The answer must consist of every line in the records below that contains the string "components".

****

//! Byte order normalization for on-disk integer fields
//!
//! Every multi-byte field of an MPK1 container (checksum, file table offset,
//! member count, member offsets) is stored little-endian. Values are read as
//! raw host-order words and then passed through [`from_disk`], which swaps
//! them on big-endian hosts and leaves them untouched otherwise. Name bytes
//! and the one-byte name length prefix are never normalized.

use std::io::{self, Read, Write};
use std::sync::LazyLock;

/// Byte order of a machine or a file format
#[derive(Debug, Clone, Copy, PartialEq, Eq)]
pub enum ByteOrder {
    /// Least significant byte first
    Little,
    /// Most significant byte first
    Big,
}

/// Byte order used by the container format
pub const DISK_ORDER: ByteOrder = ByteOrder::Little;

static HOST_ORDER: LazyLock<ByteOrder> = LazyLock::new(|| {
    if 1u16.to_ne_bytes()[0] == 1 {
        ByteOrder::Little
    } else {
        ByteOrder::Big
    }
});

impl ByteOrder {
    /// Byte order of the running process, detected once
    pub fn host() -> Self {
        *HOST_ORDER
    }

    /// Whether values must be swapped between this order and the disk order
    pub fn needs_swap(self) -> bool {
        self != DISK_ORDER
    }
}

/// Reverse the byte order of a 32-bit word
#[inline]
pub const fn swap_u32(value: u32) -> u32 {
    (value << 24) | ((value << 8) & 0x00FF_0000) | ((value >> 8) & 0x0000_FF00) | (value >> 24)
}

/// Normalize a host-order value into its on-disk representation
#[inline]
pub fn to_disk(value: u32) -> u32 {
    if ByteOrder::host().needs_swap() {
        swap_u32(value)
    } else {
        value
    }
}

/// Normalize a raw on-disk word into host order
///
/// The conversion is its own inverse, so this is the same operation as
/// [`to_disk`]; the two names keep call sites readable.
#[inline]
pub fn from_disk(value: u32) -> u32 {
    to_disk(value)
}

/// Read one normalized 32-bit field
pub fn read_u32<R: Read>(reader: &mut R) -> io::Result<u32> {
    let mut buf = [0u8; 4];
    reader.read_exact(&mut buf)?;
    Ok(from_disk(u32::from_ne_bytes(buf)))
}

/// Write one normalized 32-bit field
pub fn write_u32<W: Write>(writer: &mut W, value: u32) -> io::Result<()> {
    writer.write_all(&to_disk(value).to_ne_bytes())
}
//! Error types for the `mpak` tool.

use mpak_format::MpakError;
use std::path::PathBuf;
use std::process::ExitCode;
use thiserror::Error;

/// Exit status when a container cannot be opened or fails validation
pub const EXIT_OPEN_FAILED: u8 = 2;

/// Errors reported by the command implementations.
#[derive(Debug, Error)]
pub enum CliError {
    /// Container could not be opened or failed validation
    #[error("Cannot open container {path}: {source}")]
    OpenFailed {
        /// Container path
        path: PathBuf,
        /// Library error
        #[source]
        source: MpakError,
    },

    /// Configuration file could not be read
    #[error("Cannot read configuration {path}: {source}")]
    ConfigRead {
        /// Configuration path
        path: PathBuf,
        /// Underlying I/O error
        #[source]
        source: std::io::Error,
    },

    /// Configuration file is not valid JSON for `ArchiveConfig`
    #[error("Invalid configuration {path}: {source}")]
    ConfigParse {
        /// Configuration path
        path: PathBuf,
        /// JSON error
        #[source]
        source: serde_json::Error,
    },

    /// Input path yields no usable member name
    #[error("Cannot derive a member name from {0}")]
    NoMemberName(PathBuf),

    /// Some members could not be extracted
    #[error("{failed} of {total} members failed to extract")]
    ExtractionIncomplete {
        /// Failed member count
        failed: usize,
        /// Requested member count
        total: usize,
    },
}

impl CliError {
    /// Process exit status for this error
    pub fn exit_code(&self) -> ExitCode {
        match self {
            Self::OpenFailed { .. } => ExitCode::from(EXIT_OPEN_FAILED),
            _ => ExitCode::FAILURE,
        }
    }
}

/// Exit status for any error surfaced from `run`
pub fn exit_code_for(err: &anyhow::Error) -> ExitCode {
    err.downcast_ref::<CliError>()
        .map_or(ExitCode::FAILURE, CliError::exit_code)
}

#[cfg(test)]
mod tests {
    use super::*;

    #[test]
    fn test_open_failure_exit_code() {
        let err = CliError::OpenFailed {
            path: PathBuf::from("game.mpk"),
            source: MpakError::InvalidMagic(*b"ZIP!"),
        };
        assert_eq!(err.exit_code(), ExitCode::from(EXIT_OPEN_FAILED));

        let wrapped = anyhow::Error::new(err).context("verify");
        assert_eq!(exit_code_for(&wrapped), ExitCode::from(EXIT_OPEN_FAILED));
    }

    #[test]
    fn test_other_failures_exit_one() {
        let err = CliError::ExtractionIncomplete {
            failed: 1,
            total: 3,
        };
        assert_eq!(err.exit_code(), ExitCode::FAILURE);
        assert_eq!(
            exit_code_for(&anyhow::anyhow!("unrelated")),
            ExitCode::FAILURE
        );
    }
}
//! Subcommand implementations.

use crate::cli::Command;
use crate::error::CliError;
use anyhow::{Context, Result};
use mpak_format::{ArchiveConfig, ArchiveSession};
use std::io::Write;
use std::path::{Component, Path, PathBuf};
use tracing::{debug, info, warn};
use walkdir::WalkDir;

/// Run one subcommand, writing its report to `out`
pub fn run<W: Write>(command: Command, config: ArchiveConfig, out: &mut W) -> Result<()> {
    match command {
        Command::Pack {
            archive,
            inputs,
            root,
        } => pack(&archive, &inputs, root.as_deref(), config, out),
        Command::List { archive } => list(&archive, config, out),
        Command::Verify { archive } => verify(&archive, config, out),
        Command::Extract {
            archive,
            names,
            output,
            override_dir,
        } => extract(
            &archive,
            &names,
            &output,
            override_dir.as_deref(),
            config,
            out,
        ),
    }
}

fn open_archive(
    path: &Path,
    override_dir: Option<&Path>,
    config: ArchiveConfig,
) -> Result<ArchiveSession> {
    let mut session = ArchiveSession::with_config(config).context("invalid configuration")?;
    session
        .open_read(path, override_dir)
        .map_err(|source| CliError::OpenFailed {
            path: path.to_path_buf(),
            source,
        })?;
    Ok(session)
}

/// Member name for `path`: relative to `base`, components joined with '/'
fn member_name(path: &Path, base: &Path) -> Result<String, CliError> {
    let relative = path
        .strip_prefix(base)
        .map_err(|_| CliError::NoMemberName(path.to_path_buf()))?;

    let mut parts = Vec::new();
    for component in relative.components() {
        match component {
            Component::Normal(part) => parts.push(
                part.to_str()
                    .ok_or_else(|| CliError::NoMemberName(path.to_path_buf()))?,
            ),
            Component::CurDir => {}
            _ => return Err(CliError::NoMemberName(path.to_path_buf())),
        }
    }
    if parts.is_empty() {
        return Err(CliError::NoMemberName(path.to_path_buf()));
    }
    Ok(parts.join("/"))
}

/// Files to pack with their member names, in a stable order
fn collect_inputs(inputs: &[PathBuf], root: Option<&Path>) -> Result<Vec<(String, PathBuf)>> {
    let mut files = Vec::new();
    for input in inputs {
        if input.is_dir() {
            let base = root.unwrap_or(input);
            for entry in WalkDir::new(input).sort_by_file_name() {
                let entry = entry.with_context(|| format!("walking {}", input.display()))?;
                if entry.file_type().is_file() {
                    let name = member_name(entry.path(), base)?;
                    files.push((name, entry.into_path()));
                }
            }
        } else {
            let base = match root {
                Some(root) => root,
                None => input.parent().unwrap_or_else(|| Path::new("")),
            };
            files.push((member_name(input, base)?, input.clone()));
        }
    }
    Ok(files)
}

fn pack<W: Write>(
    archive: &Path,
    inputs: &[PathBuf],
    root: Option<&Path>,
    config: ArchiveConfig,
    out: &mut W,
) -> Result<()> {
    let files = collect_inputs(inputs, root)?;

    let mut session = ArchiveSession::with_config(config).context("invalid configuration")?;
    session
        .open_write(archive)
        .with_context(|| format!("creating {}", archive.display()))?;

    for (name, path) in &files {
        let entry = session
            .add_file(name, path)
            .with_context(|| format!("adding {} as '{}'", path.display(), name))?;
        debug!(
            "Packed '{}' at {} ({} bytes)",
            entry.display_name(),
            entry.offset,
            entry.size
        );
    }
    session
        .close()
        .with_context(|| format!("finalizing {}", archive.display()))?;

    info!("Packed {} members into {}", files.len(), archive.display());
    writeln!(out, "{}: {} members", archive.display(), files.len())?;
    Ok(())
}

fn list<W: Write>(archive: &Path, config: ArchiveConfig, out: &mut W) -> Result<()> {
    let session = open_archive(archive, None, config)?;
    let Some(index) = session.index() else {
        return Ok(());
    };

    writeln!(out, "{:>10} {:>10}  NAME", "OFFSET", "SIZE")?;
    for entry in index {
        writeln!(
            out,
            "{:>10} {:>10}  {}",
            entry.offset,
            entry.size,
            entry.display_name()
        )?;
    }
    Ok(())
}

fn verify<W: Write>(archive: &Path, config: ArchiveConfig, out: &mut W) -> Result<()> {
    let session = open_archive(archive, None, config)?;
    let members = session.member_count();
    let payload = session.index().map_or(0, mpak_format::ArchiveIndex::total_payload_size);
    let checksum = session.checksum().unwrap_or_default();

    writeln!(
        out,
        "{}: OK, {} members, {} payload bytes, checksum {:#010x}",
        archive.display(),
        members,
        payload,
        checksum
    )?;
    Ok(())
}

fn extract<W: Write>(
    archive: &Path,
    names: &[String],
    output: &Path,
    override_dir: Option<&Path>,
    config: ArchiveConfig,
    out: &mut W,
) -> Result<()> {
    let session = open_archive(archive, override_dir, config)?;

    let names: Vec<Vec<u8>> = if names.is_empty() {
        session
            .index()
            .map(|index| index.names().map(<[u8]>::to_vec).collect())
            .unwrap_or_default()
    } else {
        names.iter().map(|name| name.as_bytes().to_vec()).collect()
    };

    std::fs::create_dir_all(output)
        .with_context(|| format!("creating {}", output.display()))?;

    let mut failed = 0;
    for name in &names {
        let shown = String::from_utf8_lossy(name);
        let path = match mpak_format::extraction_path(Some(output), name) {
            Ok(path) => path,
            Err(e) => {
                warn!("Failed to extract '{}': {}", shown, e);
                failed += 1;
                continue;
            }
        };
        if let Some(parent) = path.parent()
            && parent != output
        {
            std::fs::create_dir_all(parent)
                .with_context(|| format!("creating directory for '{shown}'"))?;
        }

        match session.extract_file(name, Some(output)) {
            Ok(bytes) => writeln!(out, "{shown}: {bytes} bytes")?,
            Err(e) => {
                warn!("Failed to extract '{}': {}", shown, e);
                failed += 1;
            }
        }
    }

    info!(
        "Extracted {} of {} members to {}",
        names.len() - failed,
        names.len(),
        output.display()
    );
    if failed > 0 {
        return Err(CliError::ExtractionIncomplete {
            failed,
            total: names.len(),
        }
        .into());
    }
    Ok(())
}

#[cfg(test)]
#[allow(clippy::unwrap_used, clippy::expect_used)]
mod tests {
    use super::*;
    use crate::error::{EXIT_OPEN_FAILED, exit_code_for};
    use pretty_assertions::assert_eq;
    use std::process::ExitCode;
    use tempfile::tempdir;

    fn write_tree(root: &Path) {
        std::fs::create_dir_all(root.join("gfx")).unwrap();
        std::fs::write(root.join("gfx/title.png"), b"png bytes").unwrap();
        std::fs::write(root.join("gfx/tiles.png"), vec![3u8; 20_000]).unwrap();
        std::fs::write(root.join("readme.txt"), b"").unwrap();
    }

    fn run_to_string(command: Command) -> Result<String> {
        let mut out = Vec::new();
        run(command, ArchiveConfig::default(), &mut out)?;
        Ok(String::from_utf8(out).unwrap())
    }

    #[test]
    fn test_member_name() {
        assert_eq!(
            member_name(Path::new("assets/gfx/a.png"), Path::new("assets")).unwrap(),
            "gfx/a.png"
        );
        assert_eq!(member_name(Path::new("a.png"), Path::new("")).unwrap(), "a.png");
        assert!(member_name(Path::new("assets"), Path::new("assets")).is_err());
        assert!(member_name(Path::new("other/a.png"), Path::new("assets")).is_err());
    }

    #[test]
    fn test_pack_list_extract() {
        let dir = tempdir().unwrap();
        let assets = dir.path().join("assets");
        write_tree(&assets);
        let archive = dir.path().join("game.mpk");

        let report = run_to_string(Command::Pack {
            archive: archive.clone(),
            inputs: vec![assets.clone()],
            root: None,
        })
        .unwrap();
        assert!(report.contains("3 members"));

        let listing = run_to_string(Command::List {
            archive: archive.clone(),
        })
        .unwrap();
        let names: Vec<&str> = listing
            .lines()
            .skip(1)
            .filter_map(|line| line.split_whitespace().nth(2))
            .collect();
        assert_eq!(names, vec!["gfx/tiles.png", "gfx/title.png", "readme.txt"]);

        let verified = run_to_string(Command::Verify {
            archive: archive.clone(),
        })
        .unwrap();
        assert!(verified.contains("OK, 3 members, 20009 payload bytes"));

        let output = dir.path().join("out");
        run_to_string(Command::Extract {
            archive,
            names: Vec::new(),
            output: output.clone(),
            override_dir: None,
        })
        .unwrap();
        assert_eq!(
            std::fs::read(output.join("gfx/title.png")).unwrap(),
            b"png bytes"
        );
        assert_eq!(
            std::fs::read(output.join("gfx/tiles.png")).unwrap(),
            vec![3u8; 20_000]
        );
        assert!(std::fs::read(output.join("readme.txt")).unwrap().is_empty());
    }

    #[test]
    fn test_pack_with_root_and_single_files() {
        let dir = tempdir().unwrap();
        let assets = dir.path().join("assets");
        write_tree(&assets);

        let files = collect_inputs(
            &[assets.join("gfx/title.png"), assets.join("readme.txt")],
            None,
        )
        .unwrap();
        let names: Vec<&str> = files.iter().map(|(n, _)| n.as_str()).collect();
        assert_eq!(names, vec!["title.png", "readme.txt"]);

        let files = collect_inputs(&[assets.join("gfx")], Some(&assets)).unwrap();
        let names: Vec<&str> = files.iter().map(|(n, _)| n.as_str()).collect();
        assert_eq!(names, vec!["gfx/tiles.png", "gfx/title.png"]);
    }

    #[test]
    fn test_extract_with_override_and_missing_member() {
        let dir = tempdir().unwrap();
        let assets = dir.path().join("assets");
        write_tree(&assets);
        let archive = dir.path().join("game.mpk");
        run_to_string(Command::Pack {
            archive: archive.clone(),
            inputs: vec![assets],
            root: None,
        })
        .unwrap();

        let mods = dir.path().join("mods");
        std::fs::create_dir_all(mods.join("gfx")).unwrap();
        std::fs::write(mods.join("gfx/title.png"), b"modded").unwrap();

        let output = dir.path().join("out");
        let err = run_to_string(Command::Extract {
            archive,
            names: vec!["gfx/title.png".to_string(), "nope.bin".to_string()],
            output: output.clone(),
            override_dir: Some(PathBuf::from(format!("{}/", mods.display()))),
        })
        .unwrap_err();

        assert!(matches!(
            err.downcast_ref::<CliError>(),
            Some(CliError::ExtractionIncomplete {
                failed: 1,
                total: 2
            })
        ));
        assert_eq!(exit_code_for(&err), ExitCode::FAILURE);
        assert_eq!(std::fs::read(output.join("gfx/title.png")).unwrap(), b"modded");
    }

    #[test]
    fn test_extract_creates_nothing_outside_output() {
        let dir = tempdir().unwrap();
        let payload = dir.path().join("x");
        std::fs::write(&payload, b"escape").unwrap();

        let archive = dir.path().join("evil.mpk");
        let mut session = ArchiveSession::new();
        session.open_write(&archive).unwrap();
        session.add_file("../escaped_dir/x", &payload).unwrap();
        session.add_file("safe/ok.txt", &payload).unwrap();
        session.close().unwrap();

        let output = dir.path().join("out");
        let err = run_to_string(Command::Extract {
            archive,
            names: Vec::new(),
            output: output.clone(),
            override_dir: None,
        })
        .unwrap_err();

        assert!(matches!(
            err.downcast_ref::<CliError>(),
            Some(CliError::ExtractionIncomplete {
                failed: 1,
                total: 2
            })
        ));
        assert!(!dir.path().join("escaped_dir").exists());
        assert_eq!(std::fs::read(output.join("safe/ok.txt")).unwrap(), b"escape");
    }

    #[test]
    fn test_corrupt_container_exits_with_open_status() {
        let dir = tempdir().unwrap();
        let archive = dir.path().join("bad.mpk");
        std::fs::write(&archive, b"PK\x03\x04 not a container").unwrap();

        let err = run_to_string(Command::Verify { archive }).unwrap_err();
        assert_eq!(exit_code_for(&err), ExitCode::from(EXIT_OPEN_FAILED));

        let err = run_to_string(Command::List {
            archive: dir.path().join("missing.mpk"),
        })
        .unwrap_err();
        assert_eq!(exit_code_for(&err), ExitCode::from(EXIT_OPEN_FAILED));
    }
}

****

◆ Task output:
/// Member name for `path`: relative to `base`, components joined with '/'
    for component in relative.components() {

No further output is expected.